Наконец-то привольно расположилась и его обширная библиотека. Отсвечивала позолота на старой коже, книжных корешков - драматические сочинения Плавта и Теренция, Корнеля и Расина Мольера и Шекспира, многотомное издание "Русского Феатра", новейшие сочинения итальянских, французских, русских авторов, ученые труды по истории и теории драмы. Все это долгие годы он тщательно подбирал и выписывал. На полях книг остались многочисленные его пометки. Со стен смотрели лица друзей, с которыми столько было прожито: фотографические портреты Корнилия Полтавцева, Прова Садовского, Писемского, Горбунов в костюме полового с салфеткой через руку и заискивающей физиономией...
Островскому казалось, что в новом доме и жизнь его ждет по-новому удобная, счастливая: нас вечно тешит эта иллюзия, сопутная перемене мест. Но все осталось, как было. Те же недомогания и утомление непрестанной работы. То же беспокойство за семью, детей, вечная нехватка денег, новые долги.
Марья Васильевна устраивала журфиксы, приглашала гостей. По субботам, когда не бывало спектаклей на императорской сцене, у них под вечер нередко собирались актеры. Марья Васильевна хлопотала с ужином. В хорошем настроении, разойдясь, садилась за фортепьяно и пела задорно и звонко: "Запрягу я тройку борзых, серо-пегих лошадей..." В ней просыпалась временами та Маша Бахметьева, какую Островский увидел когда-то цыганкой в живых картинах.
Если Александр Николаевич занимался в это время у себя в кабинете или читал что-нибудь из новых сочинений собравшимся друзьям, он поднимался, подходил к двери в столовую и укоризненным, но добрым голосом говорил: "Машенька, нельзя ли потише..." Пение умолкало, вспоминает один из гостей, но немного спустя возобновлялось, хотя и не громко 2.
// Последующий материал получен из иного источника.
use reqwest::Client;
use thiserror::Error;
use tracing::info;

pub const IANA_TLD_LIST_URL: &str = "https://data.iana.org/TLD/tlds-alpha-by-domain.txt";

#[derive(Debug, Error)]
pub enum TldError {
    #[error("Failed to fetch TLD list: {0}")]
    FetchError(#[from] reqwest::Error),
    #[error("TLD list was empty")]
    Empty,
}

pub async fn fetch_iana_tlds(client: &Client) -> Result<Vec<String>, TldError> {
    let response = client
        .get(IANA_TLD_LIST_URL)
        .send()
        .await?
        .error_for_status()?
        .text()
        .await?;

    let tlds = parse_tld_list(&response);
    if tlds.is_empty() {
        return Err(TldError::Empty);
    }

    info!(count = tlds.len(), "found TLDs");
    Ok(tlds)
}

/// Skips `#` comments and blank lines. Entries keep their case.
pub fn parse_tld_list(body: &str) -> Vec<String> {
    body.lines()
        .filter(|line| !line.starts_with('#'))
        .map(str::trim)
        .filter(|tld| !tld.is_empty())
        .map(str::to_string)
        .collect()
}

#[cfg(test)]
mod tests {
    use super::*;

    #[test]
    fn parses_iana_list() {
        let body = "# Version 2026101600, Last Updated Fri Oct 16 07:07:01 2026 UTC\nAAA\nAARP\n\nXN--P1AI\r\nZW\n";
        assert_eq!(parse_tld_list(body), vec!["AAA", "AARP", "XN--P1AI", "ZW"]);
    }

    #[test]
    fn comment_only_list_is_empty() {
        assert!(parse_tld_list("# nothing here\n\n").is_empty());
    }
}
Надолго выбивали Островского из работы волнения, связанные с детьми: их болезни, капризы, шалости, гимназические неудачи. Под старость он оказался нежным, чадолюбивым отцом. "Вот: весь и все для них", - говорил он гостям, указывая рукой на своих меньших. Или еще: "Мои лучшие произведения". Любил рассказывать, как добры его дети. Александр вернулся из гимназии без шапки, без варежек - говорит, отдал их какому-то бедному мальчишке. (На самом деле, наверное, просто потерял; был он растрепа, лентяй, шалун, их первенец, избалованный Марьей Васильевной.) Второй сын - Миша, необыкновенно добрый и послушный, пугал отца своей кротостью, точно не от мира сего. Старшая дочь Маша - болтушка, "звено", как говорила нянька, но умница. А самый маленький - Коля вообще чудо-дитя; его любимый домашний номер, когда ему только исполнилось семь лет, состоял в том, что он, вбегая в комнату, объявлял гостям, что пишет пьесы, но вот, как ему быть, не знает - не пропускает их цензура... Дети играли в то, чем жили старшие.
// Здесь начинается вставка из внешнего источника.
mod config;

use chrono::Utc;
use clap::Parser;
use config::{config_path, get_default_config_toml, load_config, Config};
use libwhois_sweep::{
    create_http_client, fetch_iana_tlds, Package, PackageManifest, RegistryPublisher, Sweeper,
};
use std::{path::PathBuf, time::Duration};
use tracing::info;
use tracing_subscriber::EnvFilter;

const HTTP_TIMEOUT: Duration = Duration::from_secs(30);

#[derive(Parser, Debug)]
#[command(name = "whisbot")]
#[command(about = "Resolve the WHOIS server of every IANA TLD and package the table", long_about = None)]
struct Args {
    /// Comma-separated list of TLDs to resolve instead of the IANA list (e.g., COM,IO,NO)
    #[arg(long, value_delimiter = ',')]
    tlds: Option<Vec<String>>,

    /// Write the package tarball to this path
    #[arg(long, short = 'o')]
    out: Option<PathBuf>,

    /// Print the resolved table as JSON to stdout
    #[arg(long, short = 'j')]
    json: bool,

    /// Publish the package to the registry (token from NPM_TOKEN)
    #[arg(long)]
    publish: bool,

    /// Maximum number of TLDs resolved at once
    #[arg(long)]
    concurrency: Option<usize>,

    /// Give up on unresolved TLDs after this many seconds
    #[arg(long)]
    deadline: Option<u64>,

    /// Config file to use instead of the default location
    #[arg(long)]
    config: Option<PathBuf>,

    /// Enable debug logging
    #[arg(long, short = 'v')]
    verbose: bool,

    /// Print the default config to stdout and exit
    #[arg(long)]
    print_default_config: bool,

    /// Write the default config to the config path and exit
    #[arg(long)]
    write_default_config: bool,
}

fn setup_logging(verbose: bool) {
    let default_level = if verbose { "debug" } else { "info" };
    let filter =
        EnvFilter::try_from_default_env().unwrap_or_else(|_| EnvFilter::new(default_level));

    tracing_subscriber::fmt()
        .with_env_filter(filter)
        .with_writer(std::io::stderr)
        .init();
}

fn clean_tlds(tlds: Vec<String>) -> Vec<String> {
    tlds.into_iter()
        .map(|tld| tld.trim().to_string())
        .filter(|tld| !tld.is_empty())
        .collect()
}

fn main() -> Result<(), Box<dyn std::error::Error>> {
    let args = Args::parse();

    if args.print_default_config {
        println!("{}", get_default_config_toml());
        return Ok(());
    }

    if args.write_default_config {
        if let Some(path) = args.config.clone().or_else(config_path) {
            if let Some(parent) = path.parent() {
                std::fs::create_dir_all(parent)?;
            }
            std::fs::write(&path, get_default_config_toml())?;
            println!("Default config written to: {}", path.display());
        } else {
            eprintln!("Error: Could not determine config path");
            std::process::exit(1);
        }
        return Ok(());
    }

    setup_logging(args.verbose);
    let config = load_config(args.config.as_deref())?;

    let rt = tokio::runtime::Runtime::new()?;
    rt.block_on(run(args, config))
}

async fn run(args: Args, config: Config) -> Result<(), Box<dyn std::error::Error>> {
    let token = if args.publish {
        Some(std::env::var("NPM_TOKEN").map_err(|_| "NPM_TOKEN must be set to publish")?)
    } else {
        None
    };

    let client = create_http_client(HTTP_TIMEOUT)?;
    let tlds = match args.tlds {
        Some(tlds) => clean_tlds(tlds),
        None => fetch_iana_tlds(&client).await?,
    };

    let mut sweep_config = config.resolver.to_sweep_config();
    if let Some(concurrency) = args.concurrency {
        sweep_config.concurrency_ceiling = concurrency;
    }
    if let Some(secs) = args.deadline {
        sweep_config.batch_deadline = Some(Duration::from_secs(secs));
    }

    let sweeper = Sweeper::with_config(sweep_config)?;
    let table = sweeper.sweep(tlds).await;

    let packaging = args.out.is_some() || args.publish;
    if args.json || !packaging {
        println!("{}", table.to_json()?);
    }
    if !packaging {
        return Ok(());
    }

    if table.is_empty() {
        return Err("no WHOIS servers resolved, refusing to package an empty table".into());
    }

    let manifest = PackageManifest::new(&config.package.settings(), Utc::now().date_naive());
    let package = Package::build(manifest, &table)?;

    if let Some(path) = &args.out {
        std::fs::write(path, &package.tarball)?;
        info!(path = %path.display(), version = %package.manifest.version, "package written");
    }

    if let Some(token) = token {
        RegistryPublisher::new(client, config.package.registry.as_str(), token)
            .publish(&package)
            .await?;
    }

    Ok(())
}

#[cfg(test)]
mod tests {
    use super::*;

    #[test]
    fn tld_flag_is_trimmed_and_split() {
        let args = Args::parse_from(["whisbot", "--tlds", "COM, IO,,NO"]);
        assert_eq!(clean_tlds(args.tlds.unwrap()), vec!["COM", "IO", "NO"]);
    }

    #[test]
    fn overrides_parse() {
        let args = Args::parse_from([
            "whisbot",
            "--concurrency",
            "4",
            "--deadline",
            "900",
            "-o",
            "whis-data.tgz",
        ]);
        assert_eq!(args.concurrency, Some(4));
        assert_eq!(args.deadline, Some(900));
        assert_eq!(args.out, Some(PathBuf::from("whis-data.tgz")));
        assert!(!args.publish);
    }
}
Болезни детей выбивали Островского из колеи. Когда заболевали Маша, Сережа или Люба, он сидел у их постелей, дрожал при мысли об осложнениях и, как сам говорил, "был на волос от помешательства". Вот Николка захворал в деревне, пока Марья Васильевна отдыхала в Крыму: "Можешь представить, как это на меня подействовало! Ребенок умирает без отца и матери! Я бросился туда, я не спал пять ночей и сам был между жизнью и смертью. Он, слава богу, оправился, и я его благополучно перевез в Москву. Но чего мне это стоило!" 3. А спустя два месяца заболела Люба: "Является доктор и говорит: дифтерит. Это слово произвело во мне такой испуг, что я два дня дрожал и у меня тряслась голова. Да, кроме того, я две ночи напролет просидел подле больного ребенка; болезнь, слава богу, оказалась очень незначительной и прошла скоро; но я от нервного напряжения слег и едва оправляюсь. Вот тут и работай!" 4
А работать приходилось с каждым годом едва ль не больше, чем прежде. Давно уже не мог он себе позволить жить и писать с вольготностью - когда и сколько захочется. Жаль было каждого пропавшего даром дня.
Вспомнить странно: когда-то он сидел над "Банкротом" четыре года, отделывая до ювелирной тонкости каждую сцену, обтачивая каждую реплику. Конечно, с тех пор прибыло опытности, но ведь и силы шли на убыль. Он впрягся в этот воз, и теперь воз сам подталкивал его сзади, не давая передышки: к сезону во что бы то ни стало нужна была новая пьеса.
Актеры торопили с комедией, обещанной к бенефису. Александр Николаевич не умел отказаться и заверял, что доставит пьесу к сроку, "если не случится потопа, труса, огня, меча или чего-нибудь тому подобного". И не было случая, чтобы не выполнил обещанного.